Items from a dataset:
++++++
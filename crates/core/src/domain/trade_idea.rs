use crate::domain::validation::{required_text, text_list, ValidationErrors};
use serde::{Deserialize, Serialize};
use std::ops::RangeInclusive;
use uuid::Uuid;

pub const CONVICTION_RANGE: RangeInclusive<i32> = 1..=10;

#[derive(Debug, Clone, PartialEq, Serialize, Deserialize)]
pub struct TradeIdea {
    pub id: Uuid,
    pub data_extraction_id: Uuid,
    pub recommendation: String,
    pub summary: String,
    pub conviction: i32,
    pub pros: Vec<String>,
    pub cons: Vec<String>,
}

#[derive(Debug, Clone, PartialEq, Serialize, Deserialize)]
pub struct NewTradeIdea {
    pub data_extraction_id: Uuid,
    pub recommendation: String,
    pub summary: String,
    pub conviction: i32,
    #[serde(default)]
    pub pros: Vec<String>,
    #[serde(default)]
    pub cons: Vec<String>,
}

impl NewTradeIdea {
    pub fn validate(self) -> Result<Self, ValidationErrors> {
        let mut errors = ValidationErrors::new();

        let recommendation = required_text(&mut errors, "recommendation", self.recommendation, None);
        let summary = required_text(&mut errors, "summary", self.summary, None);
        check_conviction(&mut errors, "conviction", self.conviction);
        let pros = text_list(&mut errors, "pros", self.pros);
        let cons = text_list(&mut errors, "cons", self.cons);

        errors.finish(Self {
            data_extraction_id: self.data_extraction_id,
            recommendation,
            summary,
            conviction: self.conviction,
            pros,
            cons,
        })
    }
}

#[derive(Debug, Clone, Default, PartialEq)]
pub struct TradeIdeaFilter {
    pub data_extraction_id: Option<Uuid>,
    pub min_conviction: Option<i32>,
}

impl TradeIdeaFilter {
    pub fn new(
        data_extraction_id: Option<Uuid>,
        min_conviction: Option<i32>,
    ) -> Result<Self, ValidationErrors> {
        let mut errors = ValidationErrors::new();
        if let Some(min) = min_conviction {
            check_conviction(&mut errors, "min_conviction", min);
        }
        errors.finish(Self {
            data_extraction_id,
            min_conviction,
        })
    }
}

fn check_conviction(errors: &mut ValidationErrors, field: &str, value: i32) {
    if !CONVICTION_RANGE.contains(&value) {
        errors.push(
            field,
            format!(
                "must be between {} and {} (got {value})",
                CONVICTION_RANGE.start(),
                CONVICTION_RANGE.end()
            ),
        );
    }
}
// ---------------------------------------------------------------
// Generic tables
// ---------------------------------------------------------------

async fn create_table(app: &Router, name: &str, schema: &str) {
    let (status, body) = send(
        app,
        Method::POST,
        "/create_table",
        Some(json!({ "name": name, "table_schema": schema, "primary_key": "id" })),
    )
    .await;
    assert_eq!(status, StatusCode::OK, "{body}");
}

async fn query_rows(app: &Router, sql: &str) -> Vec<Value> {
    let (status, body) = send(app, Method::POST, "/query", Some(json!({ "sql": sql }))).await;
    assert_eq!(status, StatusCode::OK, "{body}");
    body["rows"].as_array().unwrap().clone()
}

#[tokio::test]
async fn create_table_reports_columns_and_rejects_existing() {
    let app = test_app().await;

    let (status, body) = send(
        &app,
        Method::POST,
        "/create_table",
        Some(json!({ "name": "users", "table_schema": "id INTEGER, name VARCHAR, age INTEGER", "primary_key": "id" })),
    )
    .await;
    assert_eq!(status, StatusCode::OK);
    assert_eq!(body["status"], "created");
    assert_eq!(body["name"], "users");
    assert_eq!(body["primary_key"], "id");
    assert_eq!(body["columns"].as_array().unwrap().len(), 3);

    let (status, body) = send(
        &app,
        Method::POST,
        "/create_table",
        Some(json!({ "name": "users", "table_schema": "id INTEGER" })),
    )
    .await;
    assert_eq!(status, StatusCode::CONFLICT);
    assert_eq!(body["error"], "table_exists");

    let (status, body) = send(
        &app,
        Method::POST,
        "/create_table",
        Some(json!({ "name": "bad name", "table_schema": "id INTEGER; DROP TABLE tags" })),
    )
    .await;
    assert_eq!(status, StatusCode::UNPROCESSABLE_ENTITY);
    assert_eq!(body["error"], "validation_failed");
}

#[tokio::test]
async fn insert_assigns_ids_after_the_highest_key() {
    let app = test_app().await;
    create_table(&app, "test_ids", "id INTEGER, product VARCHAR, price DECIMAL").await;

    let (status, body) = send(
        &app,
        Method::POST,
        "/insert",
        Some(json!({ "table": "test_ids", "data": [
            { "product": "A", "price": 10.50 },
            { "product": "B", "price": 20.99 },
            { "product": "C", "price": 30.00 }
        ] })),
    )
    .await;
    assert_eq!(status, StatusCode::OK);
    assert_eq!(body["rows"], 3);
    assert_eq!(body["assigned_ids"], json!([1, 2, 3]));

    send(
        &app,
        Method::POST,
        "/insert",
        Some(json!({ "table": "test_ids", "data": [{ "id": 10, "product": "D" }, { "product": "E" }] })),
    )
    .await;
    send(
        &app,
        Method::POST,
        "/insert",
        Some(json!({ "table": "test_ids", "data": [{ "product": "F" }] })),
    )
    .await;

    let ids: Vec<Value> = query_rows(&app, "SELECT id FROM test_ids ORDER BY id")
        .await
        .into_iter()
        .map(|row| row["id"].clone())
        .collect();
    assert_eq!(ids, vec![json!(1), json!(2), json!(3), json!(10), json!(11), json!(12)]);
}

#[tokio::test]
async fn duplicate_keys_conflict_and_leave_table_unchanged() {
    let app = test_app().await;
    create_table(&app, "test_dup", "id INTEGER, item VARCHAR").await;
    send(
        &app,
        Method::POST,
        "/insert",
        Some(json!({ "table": "test_dup", "data": [
            { "id": 1, "item": "one" }, { "id": 2, "item": "two" }, { "id": 3, "item": "three" }
        ] })),
    )
    .await;

    let (status, body) = send(
        &app,
        Method::POST,
        "/insert",
        Some(json!({ "table": "test_dup", "data": [{ "id": 1, "item": "dup" }, { "id": 4, "item": "new" }] })),
    )
    .await;
    assert_eq!(status, StatusCode::CONFLICT);
    assert_eq!(body["error"], "unique_violation");

    let (status, _) = send(
        &app,
        Method::POST,
        "/insert",
        Some(json!({ "table": "test_dup", "data": [{ "id": 10, "item": "x" }, { "id": 10, "item": "y" }] })),
    )
    .await;
    assert_eq!(status, StatusCode::CONFLICT);

    let rows = query_rows(&app, "SELECT COUNT(*) AS total FROM test_dup").await;
    assert_eq!(rows[0]["total"], 3);
}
++++++
* [Action item]
Restate verbatim all lines from the start of the data through the line containing "#[derive(Debug, Clone, Default, PartialEq)]", with both ends kept.

* [Written reply]
filename crates/core/src/domain/trade_idea.rs
use crate::domain::validation::{required_text, text_list, ValidationErrors};
use serde::{Deserialize, Serialize};
use std::ops::RangeInclusive;
use uuid::Uuid;

pub const CONVICTION_RANGE: RangeInclusive<i32> = 1..=10;

#[derive(Debug, Clone, PartialEq, Serialize, Deserialize)]
pub struct TradeIdea {
    pub id: Uuid,
    pub data_extraction_id: Uuid,
    pub recommendation: String,
    pub summary: String,
    pub conviction: i32,
    pub pros: Vec<String>,
    pub cons: Vec<String>,
}

#[derive(Debug, Clone, PartialEq, Serialize, Deserialize)]
pub struct NewTradeIdea {
    pub data_extraction_id: Uuid,
    pub recommendation: String,
    pub summary: String,
    pub conviction: i32,
    #[serde(default)]
    pub pros: Vec<String>,
    #[serde(default)]
    pub cons: Vec<String>,
}

impl NewTradeIdea {
    pub fn validate(self) -> Result<Self, ValidationErrors> {
        let mut errors = ValidationErrors::new();

        let recommendation = required_text(&mut errors, "recommendation", self.recommendation, None);
        let summary = required_text(&mut errors, "summary", self.summary, None);
        check_conviction(&mut errors, "conviction", self.conviction);
        let pros = text_list(&mut errors, "pros", self.pros);
        let cons = text_list(&mut errors, "cons", self.cons);

        errors.finish(Self {
            data_extraction_id: self.data_extraction_id,
            recommendation,
            summary,
            conviction: self.conviction,
            pros,
            cons,
        })
    }
}

#[derive(Debug, Clone, Default, PartialEq)]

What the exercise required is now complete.